▸ **Instructions to follow**
Below this sentence is a listing; return exactly its lines from the one with "filename takeoff_core/src/lib.rs" to the one with "turns a handful", both kept, and nothing more.
··· Data section ···
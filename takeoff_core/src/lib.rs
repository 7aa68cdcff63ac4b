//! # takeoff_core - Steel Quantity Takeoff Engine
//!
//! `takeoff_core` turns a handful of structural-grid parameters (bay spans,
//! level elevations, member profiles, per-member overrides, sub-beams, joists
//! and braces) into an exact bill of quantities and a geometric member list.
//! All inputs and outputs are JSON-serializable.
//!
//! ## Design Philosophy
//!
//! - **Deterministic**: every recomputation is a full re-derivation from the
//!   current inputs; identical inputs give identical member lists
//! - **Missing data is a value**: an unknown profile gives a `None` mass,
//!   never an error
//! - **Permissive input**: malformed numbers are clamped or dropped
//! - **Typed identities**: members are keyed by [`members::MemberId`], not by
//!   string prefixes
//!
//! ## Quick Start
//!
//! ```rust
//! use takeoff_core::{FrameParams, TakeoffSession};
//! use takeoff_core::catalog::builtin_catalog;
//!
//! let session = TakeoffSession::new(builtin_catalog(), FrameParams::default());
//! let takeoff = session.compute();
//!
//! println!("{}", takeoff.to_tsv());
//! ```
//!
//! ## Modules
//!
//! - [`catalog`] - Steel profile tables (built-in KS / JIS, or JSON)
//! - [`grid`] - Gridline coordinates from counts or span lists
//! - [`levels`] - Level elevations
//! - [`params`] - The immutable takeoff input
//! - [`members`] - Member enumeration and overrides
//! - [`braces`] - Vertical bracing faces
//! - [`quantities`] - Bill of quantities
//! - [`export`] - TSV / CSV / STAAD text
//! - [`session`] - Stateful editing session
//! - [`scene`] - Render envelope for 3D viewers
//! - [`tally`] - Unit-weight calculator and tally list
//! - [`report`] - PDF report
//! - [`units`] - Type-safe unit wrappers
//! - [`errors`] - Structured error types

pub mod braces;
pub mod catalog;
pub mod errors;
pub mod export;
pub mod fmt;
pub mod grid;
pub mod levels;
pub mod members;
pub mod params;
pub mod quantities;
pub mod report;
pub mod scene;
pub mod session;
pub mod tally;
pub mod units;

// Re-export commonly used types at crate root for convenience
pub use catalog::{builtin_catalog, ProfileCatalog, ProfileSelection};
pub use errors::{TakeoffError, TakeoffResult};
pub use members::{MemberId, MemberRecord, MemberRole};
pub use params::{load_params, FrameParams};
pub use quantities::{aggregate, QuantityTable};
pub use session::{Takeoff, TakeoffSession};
···
··· Data section ···
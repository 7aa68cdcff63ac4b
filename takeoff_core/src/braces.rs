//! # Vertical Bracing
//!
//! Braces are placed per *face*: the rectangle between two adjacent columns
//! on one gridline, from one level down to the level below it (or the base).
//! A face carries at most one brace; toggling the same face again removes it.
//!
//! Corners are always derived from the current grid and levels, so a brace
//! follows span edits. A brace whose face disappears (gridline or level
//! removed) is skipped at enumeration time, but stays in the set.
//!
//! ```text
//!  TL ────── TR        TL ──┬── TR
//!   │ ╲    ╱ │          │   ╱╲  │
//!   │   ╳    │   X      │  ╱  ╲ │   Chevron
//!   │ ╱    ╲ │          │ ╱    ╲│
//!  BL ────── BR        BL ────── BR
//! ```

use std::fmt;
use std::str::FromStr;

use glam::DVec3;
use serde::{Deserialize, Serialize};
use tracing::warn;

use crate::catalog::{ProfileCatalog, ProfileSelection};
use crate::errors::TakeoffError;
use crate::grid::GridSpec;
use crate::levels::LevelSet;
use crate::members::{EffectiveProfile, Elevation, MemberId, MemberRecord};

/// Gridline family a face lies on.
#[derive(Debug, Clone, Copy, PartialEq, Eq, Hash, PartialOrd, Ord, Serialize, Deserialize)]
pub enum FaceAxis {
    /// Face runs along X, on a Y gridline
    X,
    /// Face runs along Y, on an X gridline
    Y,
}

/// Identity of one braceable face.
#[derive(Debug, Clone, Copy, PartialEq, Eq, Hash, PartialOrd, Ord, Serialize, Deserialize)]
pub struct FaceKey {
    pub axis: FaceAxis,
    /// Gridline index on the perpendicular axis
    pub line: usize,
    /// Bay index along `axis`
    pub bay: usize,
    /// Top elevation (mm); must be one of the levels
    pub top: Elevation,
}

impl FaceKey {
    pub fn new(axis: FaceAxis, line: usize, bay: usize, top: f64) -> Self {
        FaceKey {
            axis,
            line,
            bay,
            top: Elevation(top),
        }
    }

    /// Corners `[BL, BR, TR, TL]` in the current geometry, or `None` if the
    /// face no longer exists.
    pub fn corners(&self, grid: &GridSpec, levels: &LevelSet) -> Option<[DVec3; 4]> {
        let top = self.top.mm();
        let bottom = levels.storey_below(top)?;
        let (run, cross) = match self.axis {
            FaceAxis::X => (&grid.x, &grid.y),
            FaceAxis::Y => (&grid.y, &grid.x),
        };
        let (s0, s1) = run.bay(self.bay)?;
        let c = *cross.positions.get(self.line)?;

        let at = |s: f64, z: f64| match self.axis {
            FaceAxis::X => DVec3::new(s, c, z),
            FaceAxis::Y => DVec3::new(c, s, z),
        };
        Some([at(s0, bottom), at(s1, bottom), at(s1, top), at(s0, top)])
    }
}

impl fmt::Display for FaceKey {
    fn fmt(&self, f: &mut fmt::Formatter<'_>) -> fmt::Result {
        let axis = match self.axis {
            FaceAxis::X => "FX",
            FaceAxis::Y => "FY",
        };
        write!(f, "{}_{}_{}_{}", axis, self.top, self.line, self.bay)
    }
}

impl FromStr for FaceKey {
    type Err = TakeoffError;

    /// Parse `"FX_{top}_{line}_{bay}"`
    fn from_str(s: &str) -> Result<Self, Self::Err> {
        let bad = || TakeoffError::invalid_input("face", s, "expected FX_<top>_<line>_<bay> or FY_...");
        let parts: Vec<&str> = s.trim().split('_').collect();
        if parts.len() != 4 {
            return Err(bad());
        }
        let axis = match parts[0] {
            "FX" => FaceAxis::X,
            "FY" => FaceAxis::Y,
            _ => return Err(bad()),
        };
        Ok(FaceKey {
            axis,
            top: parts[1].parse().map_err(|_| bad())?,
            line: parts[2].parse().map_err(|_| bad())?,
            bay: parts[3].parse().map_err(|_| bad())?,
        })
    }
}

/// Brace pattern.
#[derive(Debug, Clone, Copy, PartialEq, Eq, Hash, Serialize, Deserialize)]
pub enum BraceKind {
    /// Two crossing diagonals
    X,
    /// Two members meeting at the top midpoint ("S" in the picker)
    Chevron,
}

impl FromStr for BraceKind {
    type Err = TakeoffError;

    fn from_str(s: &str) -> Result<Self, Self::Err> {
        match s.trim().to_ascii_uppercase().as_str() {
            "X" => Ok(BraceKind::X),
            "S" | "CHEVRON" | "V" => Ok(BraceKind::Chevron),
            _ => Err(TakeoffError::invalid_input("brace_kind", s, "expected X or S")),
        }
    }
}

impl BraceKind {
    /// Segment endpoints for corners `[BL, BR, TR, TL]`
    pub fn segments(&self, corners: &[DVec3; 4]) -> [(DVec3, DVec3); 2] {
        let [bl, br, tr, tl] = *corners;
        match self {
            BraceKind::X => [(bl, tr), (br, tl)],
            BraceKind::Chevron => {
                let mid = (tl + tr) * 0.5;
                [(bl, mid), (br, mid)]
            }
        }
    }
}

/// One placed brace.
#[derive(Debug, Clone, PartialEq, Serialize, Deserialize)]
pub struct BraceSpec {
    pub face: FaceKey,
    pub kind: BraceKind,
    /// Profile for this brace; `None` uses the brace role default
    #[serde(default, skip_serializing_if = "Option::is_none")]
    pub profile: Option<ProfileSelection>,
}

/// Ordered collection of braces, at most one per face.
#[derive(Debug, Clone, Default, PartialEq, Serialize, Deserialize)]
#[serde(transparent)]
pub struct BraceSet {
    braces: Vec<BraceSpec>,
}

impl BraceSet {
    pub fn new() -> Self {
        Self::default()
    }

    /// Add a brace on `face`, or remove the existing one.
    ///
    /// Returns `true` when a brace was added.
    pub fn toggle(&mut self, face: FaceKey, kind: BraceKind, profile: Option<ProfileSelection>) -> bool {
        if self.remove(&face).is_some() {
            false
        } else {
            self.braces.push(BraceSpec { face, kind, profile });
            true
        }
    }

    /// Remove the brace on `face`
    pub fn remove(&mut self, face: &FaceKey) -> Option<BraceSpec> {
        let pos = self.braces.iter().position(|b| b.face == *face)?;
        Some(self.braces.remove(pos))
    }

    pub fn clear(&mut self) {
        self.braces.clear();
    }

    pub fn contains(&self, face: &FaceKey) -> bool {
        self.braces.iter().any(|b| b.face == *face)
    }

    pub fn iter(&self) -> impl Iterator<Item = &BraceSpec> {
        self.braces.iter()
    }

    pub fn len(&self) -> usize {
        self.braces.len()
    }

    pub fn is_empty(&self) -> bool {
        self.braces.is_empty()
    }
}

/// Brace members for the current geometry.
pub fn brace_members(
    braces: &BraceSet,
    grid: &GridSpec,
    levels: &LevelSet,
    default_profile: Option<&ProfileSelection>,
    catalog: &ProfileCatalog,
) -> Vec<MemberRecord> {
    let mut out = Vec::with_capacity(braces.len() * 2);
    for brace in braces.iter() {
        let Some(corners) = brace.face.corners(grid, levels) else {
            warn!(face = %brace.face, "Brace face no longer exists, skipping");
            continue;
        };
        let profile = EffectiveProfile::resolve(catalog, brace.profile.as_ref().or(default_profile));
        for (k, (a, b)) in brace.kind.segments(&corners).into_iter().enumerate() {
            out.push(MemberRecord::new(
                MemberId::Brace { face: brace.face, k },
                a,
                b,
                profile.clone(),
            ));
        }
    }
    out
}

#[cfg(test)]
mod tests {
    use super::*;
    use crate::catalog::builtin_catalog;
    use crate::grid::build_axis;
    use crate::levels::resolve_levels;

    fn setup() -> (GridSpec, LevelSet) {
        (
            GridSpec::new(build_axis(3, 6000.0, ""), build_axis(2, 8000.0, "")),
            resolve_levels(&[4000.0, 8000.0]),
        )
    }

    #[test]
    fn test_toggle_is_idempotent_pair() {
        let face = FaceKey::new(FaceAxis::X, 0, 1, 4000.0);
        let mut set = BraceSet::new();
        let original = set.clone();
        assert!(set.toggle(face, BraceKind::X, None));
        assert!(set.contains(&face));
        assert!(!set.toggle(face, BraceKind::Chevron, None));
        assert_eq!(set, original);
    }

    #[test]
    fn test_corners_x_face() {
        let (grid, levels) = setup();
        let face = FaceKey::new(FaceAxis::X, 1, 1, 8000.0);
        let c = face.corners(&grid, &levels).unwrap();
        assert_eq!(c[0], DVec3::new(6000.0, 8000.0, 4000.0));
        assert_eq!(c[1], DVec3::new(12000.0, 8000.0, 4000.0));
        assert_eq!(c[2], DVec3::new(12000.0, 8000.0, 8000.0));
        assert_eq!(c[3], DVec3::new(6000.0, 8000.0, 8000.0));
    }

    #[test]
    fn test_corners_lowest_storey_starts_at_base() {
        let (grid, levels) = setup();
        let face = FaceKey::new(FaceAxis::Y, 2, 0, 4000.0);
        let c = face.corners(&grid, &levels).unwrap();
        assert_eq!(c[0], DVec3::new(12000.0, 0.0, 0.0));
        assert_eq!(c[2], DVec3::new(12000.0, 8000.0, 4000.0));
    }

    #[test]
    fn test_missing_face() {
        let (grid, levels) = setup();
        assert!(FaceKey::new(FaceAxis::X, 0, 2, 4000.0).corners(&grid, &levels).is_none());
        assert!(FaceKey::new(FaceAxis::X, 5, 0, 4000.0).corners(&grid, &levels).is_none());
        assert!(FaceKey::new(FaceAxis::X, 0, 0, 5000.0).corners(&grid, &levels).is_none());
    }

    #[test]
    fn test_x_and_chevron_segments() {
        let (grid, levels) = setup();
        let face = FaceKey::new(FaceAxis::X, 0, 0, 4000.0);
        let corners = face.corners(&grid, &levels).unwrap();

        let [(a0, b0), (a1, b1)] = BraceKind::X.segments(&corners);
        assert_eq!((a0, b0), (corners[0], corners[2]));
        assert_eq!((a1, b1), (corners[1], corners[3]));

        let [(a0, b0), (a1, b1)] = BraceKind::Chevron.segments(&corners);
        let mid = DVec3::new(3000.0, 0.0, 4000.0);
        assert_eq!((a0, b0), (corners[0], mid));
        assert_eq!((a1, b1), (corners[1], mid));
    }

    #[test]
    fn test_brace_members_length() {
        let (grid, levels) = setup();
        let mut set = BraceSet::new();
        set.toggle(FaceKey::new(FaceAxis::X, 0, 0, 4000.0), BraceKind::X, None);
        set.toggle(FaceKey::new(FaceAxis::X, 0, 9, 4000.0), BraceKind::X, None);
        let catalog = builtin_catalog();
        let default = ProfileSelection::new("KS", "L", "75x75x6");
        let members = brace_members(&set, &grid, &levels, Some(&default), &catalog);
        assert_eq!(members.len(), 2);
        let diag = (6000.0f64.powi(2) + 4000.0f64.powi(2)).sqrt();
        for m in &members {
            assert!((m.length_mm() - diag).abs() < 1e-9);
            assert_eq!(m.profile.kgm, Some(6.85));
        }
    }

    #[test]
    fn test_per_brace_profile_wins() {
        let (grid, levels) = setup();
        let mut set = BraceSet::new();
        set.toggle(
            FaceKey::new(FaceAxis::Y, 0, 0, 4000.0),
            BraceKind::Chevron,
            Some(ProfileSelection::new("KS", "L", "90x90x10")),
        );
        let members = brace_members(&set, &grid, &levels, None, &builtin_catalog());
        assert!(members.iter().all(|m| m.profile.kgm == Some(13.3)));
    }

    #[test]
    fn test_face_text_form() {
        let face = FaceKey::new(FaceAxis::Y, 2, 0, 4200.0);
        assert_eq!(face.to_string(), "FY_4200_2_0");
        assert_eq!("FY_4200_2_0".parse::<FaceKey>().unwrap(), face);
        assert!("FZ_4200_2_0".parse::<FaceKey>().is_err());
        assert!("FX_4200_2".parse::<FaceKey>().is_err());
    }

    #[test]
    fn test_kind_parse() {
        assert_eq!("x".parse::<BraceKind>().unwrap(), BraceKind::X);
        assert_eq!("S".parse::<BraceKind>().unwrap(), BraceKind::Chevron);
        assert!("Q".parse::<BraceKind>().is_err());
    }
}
···
▸ **Task answer**
filename takeoff_core/src/lib.rs
repository 7aa68cdcff63ac4b
//! # takeoff_core - Steel Quantity Takeoff Engine
//!
//! `takeoff_core` turns a handful of structural-grid parameters (bay spans,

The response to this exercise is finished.